虽然,当前的AI技术尚不成熟,仍存在很多不确定性,如现有的数据模型是否适用于所有肿瘤、模型的稳定性和精确性是否有保障,以及AI发展伴随的数据和隐私问题是否安全等,都是其在发展中需要思考的问题[51]。但是未来随着技术的不断进步,相信AI的应用必将在放射肿瘤学领域带来前所未有的变化。
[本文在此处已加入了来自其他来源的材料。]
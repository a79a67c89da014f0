use assert_cmd::cargo::cargo_bin_cmd;
use predicates::prelude::*;
use std::fs;
use tempfile::TempDir;

const UNFORMATTED: &str = "options{A=1;B=2;}";
const FORMATTED: &str = "options {\n\tA = 1;\n\tB = 2;\n}\n";

/// A scratch directory holding one grammar file, also used as the working directory so
/// no stray project configuration is picked up
fn workspace(contents: &str) -> (TempDir, std::path::PathBuf) {
    let dir = tempfile::tempdir().unwrap();
    let path = dir.path().join("grammar.jj");
    fs::write(&path, contents).unwrap();
    (dir, path)
}

#[test]
fn formats_stdin_to_stdout() {
    let dir = tempfile::tempdir().unwrap();
    let mut cmd = cargo_bin_cmd!("jjformat");
    cmd.current_dir(dir.path()).write_stdin(UNFORMATTED);
    cmd.assert().success().stdout(FORMATTED);
}

#[test]
fn formats_file_argument() {
    let (dir, path) = workspace(UNFORMATTED);
    let mut cmd = cargo_bin_cmd!("jjformat");
    cmd.current_dir(dir.path()).arg(&path);
    cmd.assert().success().stdout(FORMATTED);
}

#[test]
fn check_reports_unformatted_files() {
    let (dir, path) = workspace(UNFORMATTED);
    let mut cmd = cargo_bin_cmd!("jjformat");
    cmd.current_dir(dir.path()).arg(&path).arg("--check");
    cmd.assert()
        .code(1)
        .stdout(predicate::str::is_empty())
        .stderr(predicate::str::contains("not formatted"));
}

#[test]
fn check_accepts_formatted_files() {
    let (dir, path) = workspace(FORMATTED);
    let mut cmd = cargo_bin_cmd!("jjformat");
    cmd.current_dir(dir.path()).arg(&path).arg("--check");
    cmd.assert().success().stdout(predicate::str::is_empty());
}

#[test]
fn in_place_rewrites_the_file() {
    let (dir, path) = workspace(UNFORMATTED);
    let mut cmd = cargo_bin_cmd!("jjformat");
    cmd.current_dir(dir.path()).arg(&path).arg("--in-place");
    cmd.assert().success().stdout(predicate::str::is_empty());
    assert_eq!(fs::read_to_string(&path).unwrap(), FORMATTED);
}

#[test]
fn in_place_requires_a_path() {
    let mut cmd = cargo_bin_cmd!("jjformat");
    cmd.arg("--in-place").write_stdin(UNFORMATTED);
    cmd.assert().failure();
}

#[test]
fn lines_prints_the_replacement_for_a_range() {
    let (dir, path) = workspace(FORMATTED);
    let mut cmd = cargo_bin_cmd!("jjformat");
    cmd.current_dir(dir.path()).arg(&path).args(["--lines", "2:3"]);
    cmd.assert().success().stdout("\tA = 1;\n\tB = 2;\n");
}

#[test]
fn lines_rejects_inverted_ranges() {
    let (dir, path) = workspace(FORMATTED);
    let mut cmd = cargo_bin_cmd!("jjformat");
    cmd.current_dir(dir.path()).arg(&path).args(["--lines", "3:2"]);
    cmd.assert()
        .failure()
        .stderr(predicate::str::contains("invalid line range"));
}

#[test]
fn tokens_dumps_json() {
    let dir = tempfile::tempdir().unwrap();
    let mut cmd = cargo_bin_cmd!("jjformat");
    cmd.current_dir(dir.path()).arg("--tokens").write_stdin("options // c\n{}");
    cmd.assert().success().stdout(
        predicate::str::contains("\"image\": \"options\"")
            .and(predicate::str::contains("\"image\": \"// c\""))
            .and(predicate::str::contains("\"begin_line\": 2")),
    );
}

#[test]
fn empty_input_has_nothing_to_format() {
    let dir = tempfile::tempdir().unwrap();
    let mut cmd = cargo_bin_cmd!("jjformat");
    cmd.current_dir(dir.path()).write_stdin("  \n// only a comment\n");
    cmd.assert()
        .code(2)
        .stderr(predicate::str::contains("jjformat: nothing to format"));
}

#[test]
fn untokenizable_input_fails() {
    let dir = tempfile::tempdir().unwrap();
    let mut cmd = cargo_bin_cmd!("jjformat");
    cmd.current_dir(dir.path()).write_stdin("options { A = ` }");
    cmd.assert()
        .code(2)
        .stderr(predicate::str::contains("unexpected input"));
}

#[test]
fn missing_files_fail() {
    let dir = tempfile::tempdir().unwrap();
    let mut cmd = cargo_bin_cmd!("jjformat");
    cmd.current_dir(dir.path()).arg("absent.jj");
    cmd.assert()
        .code(2)
        .stderr(predicate::str::contains("cannot read absent.jj"));
}

#[test]
fn command_line_overrides_indent_and_line_ending() {
    let dir = tempfile::tempdir().unwrap();
    let mut cmd = cargo_bin_cmd!("jjformat");
    cmd.current_dir(dir.path())
        .args(["--indent", "  ", "--line-ending", "crlf"])
        .write_stdin("options{A=1;}");
    cmd.assert().success().stdout("options {\r\n  A = 1;\r\n}\r\n");
}

#[test]
fn automatic_line_ending_follows_the_source() {
    let dir = tempfile::tempdir().unwrap();
    let mut cmd = cargo_bin_cmd!("jjformat");
    cmd.current_dir(dir.path()).write_stdin("options{\r\nA=1;}");
    cmd.assert().success().stdout("options {\r\n\tA = 1;\r\n}\r\n");
}

#[test]
fn project_and_explicit_configuration_files() {
    let (dir, path) = workspace(UNFORMATTED);
    fs::write(dir.path().join("jjformat.toml"), "[formatting]\nindent_unit = \"  \"\n").unwrap();

    let mut cmd = cargo_bin_cmd!("jjformat");
    cmd.current_dir(dir.path()).arg(&path);
    cmd.assert()
        .success()
        .stdout("options {\n  A = 1;\n  B = 2;\n}\n");

    let explicit = dir.path().join("wide.toml");
    fs::write(&explicit, "[formatting]\nindent_unit = \"    \"\n").unwrap();
    let mut cmd = cargo_bin_cmd!("jjformat");
    cmd.current_dir(dir.path()).arg(&path).arg("--config").arg(&explicit);
    cmd.assert()
        .success()
        .stdout("options {\n    A = 1;\n    B = 2;\n}\n");
}

#[test]
fn bad_configuration_fails() {
    let (dir, path) = workspace(UNFORMATTED);
    let config = dir.path().join("bad.toml");
    fs::write(&config, "[formatting]\nline_ending = \"mac\"\n").unwrap();
    let mut cmd = cargo_bin_cmd!("jjformat");
    cmd.current_dir(dir.path()).arg(&path).arg("--config").arg(&config);
    cmd.assert()
        .code(2)
        .stderr(predicate::str::contains("configuration error"));
}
放射治疗中肿瘤的运动一直是胸腹部肿瘤放疗中必须考虑的问题,特别对离心脏比较近的左侧乳腺癌患者来说尤为重要。随着放疗技术的不断发展,肿瘤运动管理技术也在不断提高。本文综述了几种常见的用于乳腺癌放疗分次内器官运动监测技术的研究进展,例如,基于表面成像、4D CT、4D MRI、4D超声和AI等一些直接或间接的实时监测方法,进一步提高了人们对肿瘤运动监测技术的认识,以及利用这些技术提高乳腺癌放疗的精确度。然而每项技术都存在其局限性,临床上应考虑将几种技术联合使用,如表面引导技术通常与屏气或呼吸门控联合使用,X线成像通常与内/外标记物联合使用,进而提升治疗效果。同样,乳腺癌放疗体位的选择,仰卧位还是俯卧位,治疗计划的优化方式都是需要考虑的问题。但是上述技术仅从光子束的层面展开介绍,未对粒子束下乳腺癌靶区运动中情况进行描述,因此,后续还需要进一步的研究和开发工作,以充分利用现有方法的优势,解决与乳腺移动靶区照射相关的技术和临床问题。未来随着技术的发展,对于乳腺癌放疗中器官运动管理的相应研究会越来越多,肿瘤放疗中的运动监测技术也会变得更加成熟,并向着无辐射、精度高、疗效好的方向发展。